[Exercise brief]:
A single figure is the whole answer: the number of lines in the records that contain "ImageCommentsLoaderError".
╔══
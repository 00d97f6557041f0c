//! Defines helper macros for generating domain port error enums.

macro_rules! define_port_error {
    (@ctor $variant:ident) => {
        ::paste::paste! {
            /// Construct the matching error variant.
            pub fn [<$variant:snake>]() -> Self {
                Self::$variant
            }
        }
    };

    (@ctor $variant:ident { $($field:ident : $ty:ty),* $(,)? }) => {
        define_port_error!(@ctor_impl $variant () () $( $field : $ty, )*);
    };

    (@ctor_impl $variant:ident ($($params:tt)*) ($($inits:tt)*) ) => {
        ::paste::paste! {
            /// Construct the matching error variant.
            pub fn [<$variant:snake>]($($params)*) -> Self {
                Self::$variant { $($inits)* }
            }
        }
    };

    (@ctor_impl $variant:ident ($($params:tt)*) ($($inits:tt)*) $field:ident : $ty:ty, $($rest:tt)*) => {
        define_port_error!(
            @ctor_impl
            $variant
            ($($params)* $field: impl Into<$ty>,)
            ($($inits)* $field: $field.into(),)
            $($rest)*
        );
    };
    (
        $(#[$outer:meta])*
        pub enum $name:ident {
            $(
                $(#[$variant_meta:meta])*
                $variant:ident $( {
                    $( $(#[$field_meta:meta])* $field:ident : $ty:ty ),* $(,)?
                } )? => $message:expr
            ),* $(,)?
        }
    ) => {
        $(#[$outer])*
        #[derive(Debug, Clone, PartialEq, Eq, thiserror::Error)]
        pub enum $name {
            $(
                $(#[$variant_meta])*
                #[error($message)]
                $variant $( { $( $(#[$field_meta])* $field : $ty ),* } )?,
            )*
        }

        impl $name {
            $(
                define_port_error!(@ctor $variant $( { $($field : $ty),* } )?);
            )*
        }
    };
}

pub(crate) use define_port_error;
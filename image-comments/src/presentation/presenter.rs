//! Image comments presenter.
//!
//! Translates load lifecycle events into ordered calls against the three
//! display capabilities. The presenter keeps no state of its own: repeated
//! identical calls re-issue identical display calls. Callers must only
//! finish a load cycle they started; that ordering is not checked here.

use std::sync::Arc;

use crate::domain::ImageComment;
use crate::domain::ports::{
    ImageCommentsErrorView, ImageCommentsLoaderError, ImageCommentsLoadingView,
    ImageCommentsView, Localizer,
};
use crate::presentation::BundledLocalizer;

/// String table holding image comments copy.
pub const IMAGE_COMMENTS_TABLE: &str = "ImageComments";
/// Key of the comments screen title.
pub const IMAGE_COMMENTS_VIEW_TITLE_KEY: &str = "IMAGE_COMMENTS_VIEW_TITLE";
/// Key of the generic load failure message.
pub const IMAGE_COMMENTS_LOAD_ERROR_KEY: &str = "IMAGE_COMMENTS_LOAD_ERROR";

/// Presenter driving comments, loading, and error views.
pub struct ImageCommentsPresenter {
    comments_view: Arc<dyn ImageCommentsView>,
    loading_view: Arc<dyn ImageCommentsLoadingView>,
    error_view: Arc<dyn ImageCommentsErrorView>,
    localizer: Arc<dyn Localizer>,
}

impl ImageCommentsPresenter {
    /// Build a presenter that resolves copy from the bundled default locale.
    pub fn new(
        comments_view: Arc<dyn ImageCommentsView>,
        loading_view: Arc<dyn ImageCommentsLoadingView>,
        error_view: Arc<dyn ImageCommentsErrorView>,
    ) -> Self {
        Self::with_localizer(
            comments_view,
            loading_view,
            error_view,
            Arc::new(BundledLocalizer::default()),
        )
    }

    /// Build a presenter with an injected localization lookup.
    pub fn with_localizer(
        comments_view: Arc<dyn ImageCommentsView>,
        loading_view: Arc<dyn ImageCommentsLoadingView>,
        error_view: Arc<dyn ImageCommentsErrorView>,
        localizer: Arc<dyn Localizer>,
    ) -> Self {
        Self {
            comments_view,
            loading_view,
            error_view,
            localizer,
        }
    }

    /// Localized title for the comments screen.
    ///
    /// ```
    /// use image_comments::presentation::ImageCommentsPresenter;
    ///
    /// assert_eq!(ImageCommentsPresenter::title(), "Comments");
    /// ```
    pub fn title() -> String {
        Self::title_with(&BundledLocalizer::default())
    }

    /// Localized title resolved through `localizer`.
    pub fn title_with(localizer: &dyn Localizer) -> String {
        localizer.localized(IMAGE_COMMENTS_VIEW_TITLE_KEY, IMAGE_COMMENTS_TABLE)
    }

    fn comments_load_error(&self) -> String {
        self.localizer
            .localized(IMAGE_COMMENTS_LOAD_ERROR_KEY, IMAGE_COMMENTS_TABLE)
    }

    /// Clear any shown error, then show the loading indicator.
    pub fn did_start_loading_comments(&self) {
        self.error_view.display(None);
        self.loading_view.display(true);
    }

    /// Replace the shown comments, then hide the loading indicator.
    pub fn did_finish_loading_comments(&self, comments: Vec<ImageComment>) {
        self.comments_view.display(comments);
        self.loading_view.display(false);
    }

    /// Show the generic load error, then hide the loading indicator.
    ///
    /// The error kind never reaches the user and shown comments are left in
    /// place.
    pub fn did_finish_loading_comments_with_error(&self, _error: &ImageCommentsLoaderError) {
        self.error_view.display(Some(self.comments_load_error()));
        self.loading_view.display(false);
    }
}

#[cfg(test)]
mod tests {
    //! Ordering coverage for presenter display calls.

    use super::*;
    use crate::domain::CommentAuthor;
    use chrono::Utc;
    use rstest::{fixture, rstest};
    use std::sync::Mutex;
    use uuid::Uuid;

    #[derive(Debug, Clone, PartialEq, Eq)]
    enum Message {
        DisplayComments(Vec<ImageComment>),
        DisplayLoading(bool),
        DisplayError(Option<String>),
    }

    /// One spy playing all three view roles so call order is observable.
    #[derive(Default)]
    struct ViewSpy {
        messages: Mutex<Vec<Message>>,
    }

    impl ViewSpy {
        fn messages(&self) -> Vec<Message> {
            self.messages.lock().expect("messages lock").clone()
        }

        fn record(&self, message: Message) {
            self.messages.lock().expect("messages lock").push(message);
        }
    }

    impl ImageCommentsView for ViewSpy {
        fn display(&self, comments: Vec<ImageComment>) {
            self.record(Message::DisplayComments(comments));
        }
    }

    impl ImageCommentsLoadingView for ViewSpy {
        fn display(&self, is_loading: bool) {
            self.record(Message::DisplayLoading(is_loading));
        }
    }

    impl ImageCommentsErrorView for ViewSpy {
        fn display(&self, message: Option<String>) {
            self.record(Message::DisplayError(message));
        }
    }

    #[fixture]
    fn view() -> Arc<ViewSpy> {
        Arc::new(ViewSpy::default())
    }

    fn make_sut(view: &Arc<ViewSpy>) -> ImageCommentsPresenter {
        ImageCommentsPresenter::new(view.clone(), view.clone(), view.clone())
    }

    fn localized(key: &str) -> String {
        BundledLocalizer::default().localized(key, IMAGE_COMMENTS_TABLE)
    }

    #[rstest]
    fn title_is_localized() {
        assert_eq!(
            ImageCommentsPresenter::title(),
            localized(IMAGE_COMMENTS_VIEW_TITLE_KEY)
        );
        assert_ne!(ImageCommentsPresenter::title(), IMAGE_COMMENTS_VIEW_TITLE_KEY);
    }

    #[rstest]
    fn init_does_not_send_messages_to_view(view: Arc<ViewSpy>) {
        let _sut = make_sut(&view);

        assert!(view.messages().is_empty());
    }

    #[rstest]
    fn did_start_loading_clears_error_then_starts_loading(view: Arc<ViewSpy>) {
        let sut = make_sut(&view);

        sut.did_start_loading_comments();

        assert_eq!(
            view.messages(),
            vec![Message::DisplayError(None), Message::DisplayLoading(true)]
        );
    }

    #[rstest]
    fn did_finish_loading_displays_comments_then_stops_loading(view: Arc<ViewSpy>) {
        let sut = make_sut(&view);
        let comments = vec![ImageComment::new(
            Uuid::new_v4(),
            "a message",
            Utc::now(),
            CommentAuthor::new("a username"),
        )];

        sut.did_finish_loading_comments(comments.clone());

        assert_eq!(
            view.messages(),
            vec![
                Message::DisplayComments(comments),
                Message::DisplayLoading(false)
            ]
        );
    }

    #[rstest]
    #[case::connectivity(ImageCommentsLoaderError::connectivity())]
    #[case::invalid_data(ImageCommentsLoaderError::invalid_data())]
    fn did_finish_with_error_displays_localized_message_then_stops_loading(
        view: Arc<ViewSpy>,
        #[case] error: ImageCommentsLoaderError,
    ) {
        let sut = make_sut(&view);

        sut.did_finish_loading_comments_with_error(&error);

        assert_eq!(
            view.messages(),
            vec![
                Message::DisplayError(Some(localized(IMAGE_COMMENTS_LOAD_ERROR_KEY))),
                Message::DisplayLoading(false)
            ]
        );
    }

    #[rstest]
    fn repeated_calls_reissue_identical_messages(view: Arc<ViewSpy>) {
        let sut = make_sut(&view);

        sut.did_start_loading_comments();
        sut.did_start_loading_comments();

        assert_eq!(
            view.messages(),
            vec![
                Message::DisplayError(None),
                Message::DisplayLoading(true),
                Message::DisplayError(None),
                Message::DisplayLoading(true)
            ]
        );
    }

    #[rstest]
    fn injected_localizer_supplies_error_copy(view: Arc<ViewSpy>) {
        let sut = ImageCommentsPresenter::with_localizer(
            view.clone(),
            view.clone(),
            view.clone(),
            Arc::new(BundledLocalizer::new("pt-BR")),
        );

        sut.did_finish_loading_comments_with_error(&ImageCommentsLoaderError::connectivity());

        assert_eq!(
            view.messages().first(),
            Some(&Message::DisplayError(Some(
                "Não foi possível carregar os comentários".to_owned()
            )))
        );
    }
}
╚══
[Reply to the task]:
6